Task to complete: Count every line that includes the string "snapshot" in the entries that follow. Nothing besides the number is needed.
↓↓↓
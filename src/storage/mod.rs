//! Storage layer for PettyFlow
//!
//! A single `RecordStore` owns the users, vendors, categories and
//! transactions. The durable copy is one JSON document replaced atomically
//! after every mutation.

pub mod file_io;
pub mod init;
pub mod record;
pub mod snapshot;
pub mod store;

pub use file_io::{read_json, remove_if_exists, write_json_atomic};
pub use init::{seed_demo_data, seed_reference_data};
pub use record::Record;
pub use snapshot::{JsonFileBackend, MemoryBackend, Snapshot, SnapshotBackend};
pub use store::{Batch, RecordStore, Repository};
↑↑↑
Answer to this task: 2